The boy's death prompted Bickham to write an epistle to the conscience: "We have created two Baltimores, one for Eli Jacobs [owner of the Orioles] and one for Andre Dorsey. . . . While the children are dying and the poor suffer more indignities, someone will seriously discuss whether Cal Ripken will get a five-year, $30 million contract to play with a small white ball. No one will wonder about the huge chasm dividing Oriole Park from East Biddle Street. We have chosen to invest in trinkets while the children are murdered in our streets. Rest in peace, Andre."

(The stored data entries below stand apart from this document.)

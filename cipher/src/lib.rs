mod error;
pub use error::CipherError;

mod rand;
pub use crate::rand::{DefaultRand, Rand};

pub mod rsa;
pub use rsa::{KeyFactory, PrimeGenerator, PrivateKey, PublicKey};
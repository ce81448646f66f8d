//! Textbook RSA: probabilistic prime generation, key-pair derivation,
//! the compact key token format and the raw modpow primitives.
//!
//! This is deliberately the unpadded scheme (no OAEP, no PKCS#1 v1.5):
//! a message whose integer value reaches the modulus is reduced and
//! cannot be recovered. Callers own that precondition.

mod prime;
pub use prime::{probably_prime, PrimeGenerator};

mod key;
pub use key::{KeyFactory, PrivateKey, PublicKey};

pub mod codec;

mod ops;
pub use ops::{decrypt, encrypt};
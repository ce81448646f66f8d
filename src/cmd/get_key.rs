use crate::client::KeyServer;
use crate::cmd::config::MsgrConfig;
use crate::cmd::Cmd;
use crate::store::KeyStore;
use clap::{value_parser, Arg, ArgAction, ArgMatches, Command};

#[derive(Default)]
pub struct GetKeyCmd;

impl Cmd for GetKeyCmd {
    const NAME: &'static str = "getKey";

    fn cmd() -> Command {
        Command::new(Self::NAME)
            .about("fetch a peer's public key and store it locally")
            .arg(
                Arg::new("email")
                    .value_name("EMAIL")
                    .action(ArgAction::Set)
                    .required(true)
                    .value_parser(value_parser!(String))
                    .help("to specify the email of the peer"),
            )
    }

    fn run(&self, m: &ArgMatches) -> anyhow::Result<()> {
        let email = m.get_one::<String>("email").cloned().unwrap();

        let server = KeyServer::new(&MsgrConfig::config().server)?;
        let wire = server.key_get(&email)?;

        let store = KeyStore::current()?;
        store.save_peer(&email, &wire.key)?;
        log::info!("stored key for `{email}`");
        Ok(())
    }
}
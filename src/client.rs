//! The key-directory service. Four endpoints, JSON bodies, nothing
//! streamed; the blocking client is plenty for a one-shot CLI.

use crate::error::MsgrError;
use reqwest::blocking::{Client, Response};
use serde::{Deserialize, Serialize};
use url::Url;

#[derive(Debug, Clone, Serialize, Deserialize)]
pub struct WireKey {
    pub email: String,
    pub key: String,
}

#[derive(Debug, Clone, Serialize, Deserialize)]
pub struct WireMessage {
    pub email: String,
    pub content: String,
}

pub struct KeyServer {
    base: Url,
    http: Client,
}

impl KeyServer {
    pub fn new(base: &str) -> anyhow::Result<Self> {
        Ok(Self {
            base: Url::parse(base)?,
            http: Client::new(),
        })
    }

    pub fn key_get(&self, email: &str) -> anyhow::Result<WireKey> {
        let response = self.http.get(self.endpoint("Key", email)?).send()?;
        let key: WireKey = Self::checked(response, format!("key of `{email}`"))?.json()?;
        if key.key.is_empty() {
            return Err(MsgrError::ServerEmpty(format!("key for `{email}`")).into());
        }
        Ok(key)
    }

    pub fn key_put(&self, email: &str, key: &WireKey) -> anyhow::Result<()> {
        let response = self
            .http
            .put(self.endpoint("Key", email)?)
            .json(key)
            .send()?;
        Self::checked(response, format!("key of `{email}`"))?;
        Ok(())
    }

    pub fn message_get(&self, email: &str) -> anyhow::Result<WireMessage> {
        let response = self.http.get(self.endpoint("Message", email)?).send()?;
        let msg: WireMessage =
            Self::checked(response, format!("message for `{email}`"))?.json()?;
        if msg.content.is_empty() {
            return Err(MsgrError::ServerEmpty(format!("message for `{email}`")).into());
        }
        Ok(msg)
    }

    pub fn message_put(&self, email: &str, msg: &WireMessage) -> anyhow::Result<()> {
        let response = self
            .http
            .put(self.endpoint("Message", email)?)
            .json(msg)
            .send()?;
        Self::checked(response, format!("message for `{email}`"))?;
        Ok(())
    }

    fn endpoint(&self, kind: &str, email: &str) -> anyhow::Result<Url> {
        Ok(self.base.join(&format!("{kind}/{email}"))?)
    }

    fn checked(response: Response, what: String) -> anyhow::Result<Response> {
        if !response.status().is_success() {
            return Err(MsgrError::ServerStatus {
                what,
                status: response.status().as_u16(),
            }
            .into());
        }
        Ok(response)
    }
}
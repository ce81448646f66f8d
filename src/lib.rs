pub mod client;
pub mod cmd;
pub mod error;
pub mod store;
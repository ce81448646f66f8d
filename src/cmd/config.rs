use std::sync::OnceLock;

use config::Config;
use serde::{Deserialize, Serialize};

#[derive(Debug, Deserialize, Serialize, PartialEq, Eq)]
pub struct MsgrConfig {
    /// base url of the key-directory service
    pub server: String,

    /// prime search worker threads
    pub threads: usize,

    /// Miller-Rabin witness rounds
    pub test_rounds: usize,
}

impl Default for MsgrConfig {
    fn default() -> Self {
        Self {
            server: "http://kayrun.cs.rit.edu:5000".to_string(),
            threads: (num_cpus::get() * 2).max(1),
            test_rounds: 10,
        }
    }
}

impl MsgrConfig {
    pub fn config() -> &'static Self {
        static CONFIG: OnceLock<MsgrConfig> = OnceLock::new();

        CONFIG.get_or_init(|| {
            let default_config = Config::try_from(&MsgrConfig::default()).unwrap();

            let config = Config::builder()
                .add_source(default_config)
                .add_source(
                    config::Environment::with_prefix("MSGR")
                        .try_parsing(true)
                        .separator("__"),
                )
                .build()
                .unwrap();

            let mut cfg: MsgrConfig = config.try_deserialize().unwrap();
            cfg.threads = cfg.threads.max(1);
            cfg.test_rounds = cfg.test_rounds.max(1);

            log::trace!("{:?}", cfg);
            cfg
        })
    }
}
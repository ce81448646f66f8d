use crate::client::{KeyServer, WireMessage};
use crate::cmd::config::MsgrConfig;
use crate::cmd::Cmd;
use crate::store::KeyStore;
use clap::{value_parser, Arg, ArgAction, ArgMatches, Command};

#[derive(Default)]
pub struct SendMsgCmd;

impl Cmd for SendMsgCmd {
    const NAME: &'static str = "sendMsg";

    fn cmd() -> Command {
        Command::new(Self::NAME)
            .about("encrypt a message with a peer's stored key and send it")
            .arg(
                Arg::new("email")
                    .value_name("EMAIL")
                    .action(ArgAction::Set)
                    .required(true)
                    .value_parser(value_parser!(String))
                    .help("to specify the email of the receiver"),
            )
            .arg(
                Arg::new("message")
                    .value_name("MESSAGE")
                    .action(ArgAction::Set)
                    .required(true)
                    .value_parser(value_parser!(String))
                    .help("to specify the plaintext message"),
            )
    }

    fn run(&self, m: &ArgMatches) -> anyhow::Result<()> {
        let (email, message) = (
            m.get_one::<String>("email").cloned().unwrap(),
            m.get_one::<String>("message").cloned().unwrap(),
        );

        let store = KeyStore::current()?;
        let peer = store.load_peer(&email)?;

        let content = cipher::rsa::encrypt(&message, &peer);
        let server = KeyServer::new(&MsgrConfig::config().server)?;
        server.message_put(
            &email,
            &WireMessage {
                email: email.clone(),
                content,
            },
        )?;

        log::info!("message sent to `{email}`");
        Ok(())
    }
}
use crate::rsa::{codec, PrimeGenerator};
use crate::CipherError;
use num_bigint::{BigInt, BigUint};
use num_integer::Integer;
use num_traits::{Euclid, One};
use std::fmt::{Display, Formatter};

/// The encrypting half of a pair: `{N, E}`. A key without an email is
/// this machine's own; one with an email belongs to that peer.
#[derive(Clone, Debug, PartialOrd, PartialEq, Ord, Eq)]
pub struct PublicKey {
    // n = p * q
    n: BigUint,
    // prime encryption exponent, e * d = 1 % (p-1)(q-1)
    e: BigUint,
    email: Option<String>,
}

/// The decrypting half: `{N, D}` plus the peers this key has exchanged
/// public keys with. N and D never change after construction; only the
/// peer list grows.
#[derive(Clone, Debug, PartialEq, Eq)]
pub struct PrivateKey {
    n: BigUint,
    // d = e^{-1} % (p-1)(q-1)
    d: BigUint,
    emails: Vec<String>,
}

impl PublicKey {
    /// note: not to check that `n` and `e` are right RSA parameters
    pub fn new_uncheck(n: BigUint, e: BigUint) -> Self {
        Self { n, e, email: None }
    }

    pub fn with_email(n: BigUint, e: BigUint, email: String) -> Self {
        Self {
            n,
            e,
            email: Some(email),
        }
    }

    /// n
    pub fn modulus(&self) -> &BigUint {
        &self.n
    }

    /// e
    pub fn exponent(&self) -> &BigUint {
        &self.e
    }

    pub fn email(&self) -> Option<&str> {
        self.email.as_deref()
    }

    /// The compact `[len|e][len|n]` token, base64 encoded.
    pub fn encode64(&self) -> String {
        codec::encode(&self.e, &self.n)
    }

    pub fn decode64(token: &str) -> Result<Self, CipherError> {
        let (e, n) = codec::decode(token)?;
        Ok(Self::new_uncheck(n, e))
    }

    pub fn decode64_for(token: &str, email: String) -> Result<Self, CipherError> {
        let (e, n) = codec::decode(token)?;
        Ok(Self::with_email(n, e, email))
    }
}

impl PrivateKey {
    /// note: not to check that `n` and `d` are right RSA parameters
    pub fn new_uncheck(n: BigUint, d: BigUint) -> Self {
        Self {
            n,
            d,
            emails: Vec::new(),
        }
    }

    /// n
    pub fn modulus(&self) -> &BigUint {
        &self.n
    }

    /// d
    pub fn exponent(&self) -> &BigUint {
        &self.d
    }

    pub fn emails(&self) -> &[String] {
        self.emails.as_slice()
    }

    /// Appends a peer. Duplicates are kept as-is; the list is an
    /// append-only log, not a set.
    pub fn add_email(&mut self, email: impl Into<String>) {
        self.emails.push(email.into());
    }

    pub fn knows(&self, email: &str) -> bool {
        self.emails.iter().any(|e| e == email)
    }

    pub fn encode64(&self) -> String {
        codec::encode(&self.d, &self.n)
    }

    pub fn decode64(token: &str, emails: Vec<String>) -> Result<Self, CipherError> {
        let (d, n) = codec::decode(token)?;
        Ok(Self {
            n,
            d,
            emails,
        })
    }
}

impl Display for PublicKey {
    fn fmt(&self, f: &mut Formatter<'_>) -> std::fmt::Result {
        write!(f, "{{n={:#x}, e={:#x}}}", self.n, self.e)
    }
}

impl Display for PrivateKey {
    fn fmt(&self, f: &mut Formatter<'_>) -> std::fmt::Result {
        write!(
            f,
            "{{n={:#x}, d={:#x}, emails={:?}}}",
            self.n, self.d, self.emails
        )
    }
}

/// Derives full key pairs by racing the prime generator for p, q and
/// the 16-bit public exponent.
pub struct KeyFactory {
    workers: usize,
    test_rounds: usize,
}

impl Default for KeyFactory {
    fn default() -> Self {
        Self {
            workers: (num_cpus::get() * 2).max(1),
            test_rounds: 10,
        }
    }
}

impl KeyFactory {
    pub fn new() -> Self {
        Self::default()
    }

    pub fn workers(mut self, workers: usize) -> Self {
        self.workers = workers.max(1);
        self
    }

    pub fn test_rounds(mut self, rounds: usize) -> Self {
        self.test_rounds = rounds.max(1);
        self
    }

    /// `keysize` is split 70/30 between p and q, the p share rounded
    /// down to a whole byte, so the two factors differ in width while
    /// `p * q` stays close to `keysize` bits.
    pub fn generate_key_pair(&self, keysize: usize) -> (PublicKey, PrivateKey) {
        let psize = (keysize * 7 / 10) & !7;
        let qsize = keysize - psize;

        let p = self.prime(psize);
        let q = self.prime(qsize);
        let n = &p * &q;
        let totient = (&p - 1u32) * (&q - 1u32);

        // A prime 16-bit e still shares a factor with the totient when
        // e divides p-1 or q-1; resample until the inverse exists.
        let (e, d) = loop {
            let e = self.prime(16);
            if let Some(d) = mod_inverse(&e, &totient) {
                break (e, d);
            }
        };

        (
            PublicKey::new_uncheck(n.clone(), e),
            PrivateKey::new_uncheck(n, d),
        )
    }

    fn prime(&self, bits: usize) -> BigUint {
        PrimeGenerator::new(bits)
            .workers(self.workers)
            .test_rounds(self.test_rounds)
            .generate()
    }
}

/// The unique x in [0, n) with a*x = 1 % n, or None when gcd(a, n) != 1.
pub(crate) fn mod_inverse(a: &BigUint, n: &BigUint) -> Option<BigUint> {
    let (a, n) = (BigInt::from(a % n), BigInt::from(n.clone()));
    let g = a.extended_gcd(&n);
    g.gcd.is_one().then(|| {
        g.x.rem_euclid(&n)
            .to_biguint()
            .expect("rem_euclid result is never negative")
    })
}

#[cfg(test)]
mod tests {
    use super::*;
    use crate::rsa::{decrypt, encrypt};

    #[test]
    fn mod_inverse_textbook_pair() {
        // p=61, q=53: n=3233, totient=3120, e=17 -> d=2753
        let (e, totient) = (BigUint::from(17u32), BigUint::from(3120u32));
        let d = mod_inverse(&e, &totient).unwrap();
        assert_eq!(d, BigUint::from(2753u32));
        assert!(((&e * &d) % &totient).is_one());
    }

    #[test]
    fn mod_inverse_rejects_shared_factor() {
        assert_eq!(
            mod_inverse(&BigUint::from(6u32), &BigUint::from(9u32)),
            None
        );
    }

    #[test]
    fn split_is_seventy_thirty_bytes() {
        // keysize 32: floor(0.7*32)=22 -> 16, q fills the rest
        let psize = (32usize * 7 / 10) & !7;
        assert_eq!(psize, 16);
        assert_eq!(32 - psize, 16);

        let psize = (64usize * 7 / 10) & !7;
        assert_eq!(psize, 40);
        assert_eq!(64 - psize, 24);
    }

    #[test]
    fn generated_pair_inverts() {
        let (public, private) = KeyFactory::new().generate_key_pair(32);
        assert_eq!(public.modulus(), private.modulus());
        assert!(public.modulus().bits() <= 32);
        // both 16-bit factors fill their top byte, so n clears 16 bits
        assert!(public.modulus().bits() > 16);

        let msg = "hi";
        let ciphertext = encrypt(msg, &public);
        assert_eq!(decrypt(&ciphertext, &private).unwrap(), msg);
    }

    #[test]
    fn private_key_email_log_keeps_duplicates() {
        let mut key = PrivateKey::new_uncheck(BigUint::from(3233u32), BigUint::from(2753u32));
        assert!(!key.knows("alice@example.com"));

        key.add_email("alice@example.com");
        key.add_email("bob@example.com");
        key.add_email("alice@example.com");
        assert!(key.knows("alice@example.com"));
        assert_eq!(key.emails().len(), 3);
    }

    #[test]
    fn key_token_round_trip() {
        let public = PublicKey::new_uncheck(BigUint::from(3233u32), BigUint::from(17u32));
        let decoded = PublicKey::decode64(&public.encode64()).unwrap();
        assert_eq!(decoded, public);

        let private = PrivateKey::new_uncheck(BigUint::from(3233u32), BigUint::from(2753u32));
        let decoded = PrivateKey::decode64(&private.encode64(), vec!["a@b.c".into()]).unwrap();
        assert_eq!(decoded.modulus(), private.modulus());
        assert_eq!(decoded.exponent(), private.exponent());
        assert_eq!(decoded.emails(), ["a@b.c".to_string()]);
    }
}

Coming attractions . . . Next Sunday afternoon, check out thprocession of the Chili Goddess to Mencken's Cultured Pearl, 1114 Hollins St., for a hot sauce-tasting festival benefiting Viva House, the Catholic Worker soup kitchen in West Baltimore. Two hundred hot sauces will be sampled by celebrity judges. Mambo Combo and Hula Monsters will be there.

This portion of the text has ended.